(Stored data entries)
┄┄┄┄┄┄┄┄┄┄┄┄┄┄┄┄┄┄┄┄
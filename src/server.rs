use std::{net::SocketAddr, sync::Arc};

use axum::{
    extract::{Query, State},
    response::IntoResponse,
    routing::{get, post},
    Json, Router,
};
use serde::{Deserialize, Serialize};
use tower_http::cors::CorsLayer;
use tracing::info;

use crate::config::Config;
use crate::coordinator::RefreshCoordinator;
use crate::format::{format_magnitude, format_magnitude_opt, format_percent, format_price};
use crate::model::InstrumentSnapshot;

#[derive(Clone)]
pub struct AppState {
    pub coordinator: Arc<RefreshCoordinator>,
    pub config: Config,
}

async fn health_handler() -> impl IntoResponse {
    Json(serde_json::json!({ "status": "ok" }))
}

async fn snapshot_handler(State(state): State<Arc<AppState>>) -> impl IntoResponse {
    let snapshot = state
        .coordinator
        .store()
        .latest()
        .await
        .map(|s| (*s).clone());
    Json(snapshot)
}

async fn status_handler(State(state): State<Arc<AppState>>) -> impl IntoResponse {
    let status = state.coordinator.status().await;
    Json(serde_json::json!({
        "refreshing": state.coordinator.store().is_refreshing(),
        "state": status.state,
        "lastError": status.last_error,
        "lastSuccess": status.last_success,
    }))
}

/// One presentation-ready table row with the formatting contracts
/// applied; consumed by renderers that do not format themselves.
#[derive(Debug, Serialize)]
#[serde(rename_all = "camelCase")]
struct TableRow {
    position: u32,
    name: String,
    price: String,
    change_1h: String,
    change_24h: String,
    change_7d: String,
    volume_24h: String,
    market_cap: String,
    circulating_supply: String,
}

impl From<&InstrumentSnapshot> for TableRow {
    fn from(inst: &InstrumentSnapshot) -> Self {
        Self {
            position: inst.position,
            name: format!("{} ({})", inst.name, inst.base_asset),
            price: format_price(inst.last_price),
            change_1h: format_percent(inst.change_1h),
            change_24h: format_percent(inst.change_24h),
            change_7d: format_percent(inst.change_7d),
            volume_24h: format_magnitude(inst.quote_volume_24h),
            market_cap: format_magnitude_opt(inst.market_cap),
            circulating_supply: format_magnitude_opt(inst.circulating_supply),
        }
    }
}

async fn table_handler(State(state): State<Arc<AppState>>) -> impl IntoResponse {
    let rows: Vec<TableRow> = match state.coordinator.store().latest().await {
        Some(snapshot) => snapshot.instruments.iter().map(TableRow::from).collect(),
        None => Vec::new(),
    };
    Json(rows)
}

#[derive(Debug, Deserialize)]
struct RefreshParams {
    limit: Option<usize>,
}

async fn refresh_handler(
    State(state): State<Arc<AppState>>,
    Query(params): Query<RefreshParams>,
) -> impl IntoResponse {
    let limit = params
        .limit
        .unwrap_or(state.config.default_limit)
        .min(state.config.max_limit);
    let started = state.coordinator.request_refresh(limit).await;
    Json(serde_json::json!({ "started": started, "limit": limit }))
}

pub fn router(state: Arc<AppState>) -> Router {
    Router::new()
        .route("/health", get(health_handler))
        .route("/snapshot", get(snapshot_handler))
        .route("/table", get(table_handler))
        .route("/status", get(status_handler))
        .route("/refresh", post(refresh_handler))
        .layer(CorsLayer::permissive())
        .with_state(state)
}

pub async fn serve(state: Arc<AppState>, port: u16) -> eyre::Result<()> {
    let app = router(state);

    let addr = SocketAddr::from(([0, 0, 0, 0], port));
    info!("listening on http://{}", addr);

    let listener = tokio::net::TcpListener::bind(addr).await?;
    axum::serve(listener, app).await?;
    Ok(())
}

#[cfg(test)]
mod tests {
    use super::*;

    fn inst(position: u32) -> InstrumentSnapshot {
        InstrumentSnapshot {
            position,
            symbol: "BTCUSDT".to_string(),
            base_asset: "BTC".to_string(),
            name: "Bitcoin".to_string(),
            last_price: 50_000.0,
            change_1h: 0.5,
            change_24h: -2.345,
            change_7d: 10.0,
            quote_volume_24h: 1_500_000_000.0,
            market_cap: Some(985_000_000_000.0),
            circulating_supply: None,
        }
    }

    #[test]
    fn table_row_applies_formatting_contracts() {
        let row = TableRow::from(&inst(1));
        assert_eq!(row.name, "Bitcoin (BTC)");
        assert_eq!(row.price, "$50,000.00");
        assert_eq!(row.change_1h, "+0.50%");
        assert_eq!(row.change_24h, "-2.35%");
        assert_eq!(row.volume_24h, "$1.50B");
        assert_eq!(row.market_cap, "$985.00B");
        assert_eq!(row.circulating_supply, "N/A");
    }
}
/// Formatter adapters for the generated script and the documentation table
mod build_script_formatter;
mod status_table_formatter;

pub use build_script_formatter::BuildScriptFormatter;
pub use status_table_formatter::StatusTableFormatter;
┄┄┄┄┄┄┄┄┄┄┄┄┄┄┄┄┄┄┄┄
Return the entries exactly through the "use crate::config::Config;" line.

__PROBLEM SOLUTION__
filename src/server.rs
use std::{net::SocketAddr, sync::Arc};

use axum::{
    extract::{Query, State},
    response::IntoResponse,
    routing::{get, post},
    Json, Router,
};
use serde::{Deserialize, Serialize};
use tower_http::cors::CorsLayer;
use tracing::info;

use crate::config::Config;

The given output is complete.